Она уверена в себе, она владеет собой. Когда она станет свободной, то почувствует свою власть. Она создана для того, чтобы покорять мужчин, чтобы возбуждать в них любопытство и страстные желания. Ей управляет инстинкт, смелый и осторожный, как опыт. И Фоскарина вспомнила обращение певицы со Стелио в ту незабвенную ночь: ее почти презрительное молчание, отрывистые, сухие ответы, вспомнила, как она вышла из-за стола, покинула комнату, исчезла, точно потонула в волнах дивной мелодии. Да, Донателла обладает искусством волновать душу мечтателей.
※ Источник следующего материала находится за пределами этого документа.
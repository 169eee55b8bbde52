//! End-to-end encounters driven through the engine.

use solo_ascent::character::attributes::Attributes;
use solo_ascent::combat::encounter::EncounterOutcome;
use solo_ascent::combat::session::{EncounterKind, SessionPhase};
use solo_ascent::rewards::chest::{ChestSource, ChestStatus};
use solo_ascent::rewards::resolver::{BattleResult, RewardOutcome};
use solo_ascent::service::clock::ManualClock;
use solo_ascent::{Engine, EngineConfig, EngineError, Tier};
use std::sync::Arc;

const START: i64 = 1_704_067_200_000;

fn create_engine(seed: u64) -> Engine {
    Engine::with_clock(
        EngineConfig::deterministic(seed),
        Arc::new(ManualClock::new(START)),
    )
}

/// A user whose strength one-shots anything below tier A.
fn create_strong_user(engine: &Engine) -> String {
    let mut user = engine.create_user("striker").unwrap();
    user.attributes = Attributes::from_values(60, 20, 20, 20, 20);
    let id = user.id.clone();
    engine.insert_user(user).unwrap();
    id
}

/// Kills the current enemy with a single confirmed workout.
fn strike(engine: &Engine, user_id: &str) -> EncounterOutcome {
    let declared = engine.attack(user_id).unwrap();
    let session = declared.session().unwrap();
    assert!(session.workout_prompt().is_some());
    engine.confirm_workout(user_id).unwrap()
}

fn clear_dungeon(engine: &Engine, user_id: &str, tier: Tier) -> RewardOutcome {
    engine.enter_dungeon(user_id, tier).unwrap();
    for index in 1..=3u8 {
        let outcome = strike(engine, user_id);
        let session = outcome.session().unwrap();
        assert_eq!(session.phase, SessionPhase::EnemyDefeated);
        assert_eq!(session.enemy_index, index);
        engine.next_enemy(user_id).unwrap();
    }
    match strike(engine, user_id) {
        EncounterOutcome::Resolved(outcome) => outcome,
        EncounterOutcome::Ongoing(session) => panic!("boss survived: {:?}", session.phase),
    }
}

#[test]
fn test_first_clear_pays_bonus_then_base() {
    let engine = create_engine(1);
    let user_id = create_strong_user(&engine);

    let first = clear_dungeon(&engine, &user_id, Tier::E);
    assert_eq!(first.result, BattleResult::Victory);
    assert_eq!(first.kind, EncounterKind::StandardDungeon);
    assert!(first.rewards.first_clear);
    assert_eq!(first.rewards.xp, 37);
    assert_eq!(first.rewards.coins, 22);
    assert_eq!(first.rewards.kill_loot.kills, 4);
    assert_eq!(first.captured.as_ref().unwrap().name, "Goblin King");
    assert_eq!(first.chests.len(), 1);
    assert_eq!(first.chests[0].source, ChestSource::DungeonClear);

    let user = engine.user(&user_id).unwrap();
    assert_eq!(user.coins, 1000 + 22 + first.rewards.kill_loot.coins);
    assert_eq!(user.xp, 37);
    assert_eq!(user.captured_bosses.len(), 1);
    assert!(user.dungeon_progress.is_completed_today(Tier::E));
    assert_eq!(engine.session(&user_id).unwrap(), None);

    let second = clear_dungeon(&engine, &user_id, Tier::E);
    assert!(!second.rewards.first_clear);
    assert_eq!(second.rewards.xp, 25);
    assert_eq!(second.rewards.coins, 15);
    let user = engine.user(&user_id).unwrap();
    assert_eq!(user.dungeon_progress.total_clears(Tier::E), 2);
    assert_eq!(user.dungeon_progress.completed_today, vec![Tier::E]);
}

#[test]
fn test_dungeon_clear_chest_opens_without_waiting() {
    let engine = create_engine(2);
    let user_id = create_strong_user(&engine);
    let outcome = clear_dungeon(&engine, &user_id, Tier::E);
    let chest_id = &outcome.chests[0].id;

    assert_eq!(
        engine.chest_status(&user_id, chest_id).unwrap(),
        ChestStatus::Idle
    );
    assert_eq!(
        engine.start_opening(&user_id, chest_id).unwrap(),
        ChestStatus::Openable
    );
    let grant = engine.try_open(&user_id, chest_id).unwrap();
    assert_eq!(grant.xp, 25);
    assert!((30..=45).contains(&grant.coins));
}

#[test]
fn test_daily_reset_restores_first_clear() {
    let clock = Arc::new(ManualClock::new(START));
    let engine = Engine::with_clock(EngineConfig::deterministic(3), clock.clone());
    let user_id = create_strong_user(&engine);

    clear_dungeon(&engine, &user_id, Tier::E);
    assert!(!engine.daily_reset(&user_id).unwrap());

    clock.advance(24 * 60 * 60 * 1000);
    assert!(engine.daily_reset(&user_id).unwrap());
    assert!(clear_dungeon(&engine, &user_id, Tier::E).rewards.first_clear);
}

#[test]
fn test_defeat_ends_the_run_without_rewards() {
    let engine = create_engine(4);
    let mut user = engine.create_user("fragile").unwrap();
    // 5 max HP: any enemy hit is lethal
    user.attributes = Attributes::from_values(1, 20, 1, 20, 20);
    let user_id = user.id.clone();
    engine.insert_user(user).unwrap();

    engine.enter_dungeon(&user_id, Tier::E).unwrap();
    assert_eq!(engine.user(&user_id).unwrap().hp, 5);
    let after_hit = strike(&engine, &user_id);
    assert_eq!(after_hit.session().unwrap().phase, SessionPhase::EnemyTurn);

    let outcome = engine.enemy_turn(&user_id).unwrap();
    let outcome = outcome.outcome().unwrap();
    assert_eq!(outcome.result, BattleResult::Defeat);
    assert!(outcome.damage.as_ref().unwrap().player >= 10);
    assert!(outcome.chests.is_empty());

    let user = engine.user(&user_id).unwrap();
    assert_eq!(user.hp, 0);
    assert_eq!(user.coins, 1000);
    assert!(!user.dungeon_progress.is_completed_today(Tier::E));
    assert_eq!(engine.session(&user_id).unwrap(), None);
}

#[test]
fn test_summoned_boss_is_always_captured() {
    let engine = create_engine(5);
    let user_id = create_strong_user(&engine);

    let session = engine.summon_boss(&user_id, Tier::D).unwrap();
    assert!(session.is_boss_fight());
    assert_eq!(session.enemy.name, "Orc Chieftain");

    let outcome = strike(&engine, &user_id);
    let outcome = outcome.outcome().unwrap();
    assert_eq!(outcome.kind, EncounterKind::SummonedBossFight);
    assert_eq!(outcome.rewards.xp, 250);
    assert_eq!(outcome.rewards.coins, 130);
    assert_eq!(outcome.rewards.levels_gained, 1);
    assert!(outcome.chests.is_empty());

    let user = engine.user(&user_id).unwrap();
    assert_eq!(user.level, 2);
    assert_eq!(user.xp, 150);
    assert_eq!(user.captured_bosses[0].name, "Orc Chieftain");
    assert!(!user.dungeon_progress.is_completed_today(Tier::D));
}

#[test]
fn test_run_away_keeps_kill_loot() {
    let engine = create_engine(6);
    let user_id = create_strong_user(&engine);
    engine.enter_dungeon(&user_id, Tier::E).unwrap();
    strike(&engine, &user_id);

    let retreat = engine.run_away(&user_id).unwrap();
    assert_eq!(retreat.enemy_index, 1);
    assert_eq!(retreat.loot.kills, 1);
    let user = engine.user(&user_id).unwrap();
    assert_eq!(user.coins, 1000 + retreat.loot.coins);
    assert_eq!(engine.session(&user_id).unwrap(), None);
}

#[test]
fn test_out_of_order_calls_are_rejected() {
    let engine = create_engine(7);
    let user_id = create_strong_user(&engine);
    let session = engine.enter_dungeon(&user_id, Tier::E).unwrap();

    for result in [
        engine.next_enemy(&user_id),
        engine.enemy_turn(&user_id),
        engine.confirm_workout(&user_id),
        engine.cancel_workout(&user_id),
    ] {
        assert!(matches!(result, Err(EngineError::InvalidTransition { .. })));
    }
    assert_eq!(engine.session(&user_id).unwrap(), Some(session));

    engine.attack(&user_id).unwrap();
    assert!(matches!(
        engine.attack(&user_id),
        Err(EngineError::InvalidTransition { .. })
    ));
    let back = engine.cancel_workout(&user_id).unwrap();
    assert_eq!(back.session().unwrap().phase, SessionPhase::PlayerTurn);
}

#[test]
fn test_locked_tier_is_refused() {
    let engine = create_engine(8);
    let user = engine.create_user("novice").unwrap();
    let err = engine.enter_dungeon(&user.id, Tier::B).unwrap_err();
    assert!(matches!(
        err,
        EngineError::TierLocked {
            tier: Tier::B,
            required: 30,
            actual: 20
        }
    ));
    assert_eq!(engine.session(&user.id).unwrap(), None);
}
Конечно, он не мог забыть ее и ожидает часа, когда ему можно будет соединиться с ней, и так же сгорает от нетерпения, как и она, спрашивающая о нем в этом письме.
Фоскарина снова взяла его и принялась перечитывать, но память опережала ее глаза. Загадочный вопрос стоял внизу страницы в виде постскриптума. При взгляде на почерк она испытала то же страдание, что и в первый раз. И снова все оборвалось в ее сердце, словно ее страсть и ее надежда были потеряны без возврата. «Что хочет она делать? Какие у нее намерения? Она, быть может, ожидала, что Стелио тотчас же последует за ней и, не дождавшись, желает добиться этого теперь. Что хочет она делать?» Она билась над разными предположениями точно над железным засовом двери, которую надо было открыть силой, чтобы дать доступ свету ее жизни. «Отвечу ли я ей? Если бы я ответила и заставила ее понять истину? Будет ли моя любовь для нее преградой? Но душа ее всколыхнулась отвращением, стыдом и гордостью. „Нет! Никогда, никогда она не узнает от меня о моих страданиях. Никогда! Даже если она спросит“. И Фоскарина почувствовала весь ужас соперничества между немолодой любовницей и девственницей во всей силе и красоте своей чистой юности. Она почувствовала унизительность и жестокость этой неравной борьбы. „Но если бы не Донателла, то разве не нашлось бы другой? Неужели ты надеешься твоей грустной любовью удовлетворить такого человека, как Стелио? Только одно могло бы дать тебе возможность любить его и окружать его своей преданной любовью до самой смерти – ты должна была сдержать договор, нарушенный тобой“.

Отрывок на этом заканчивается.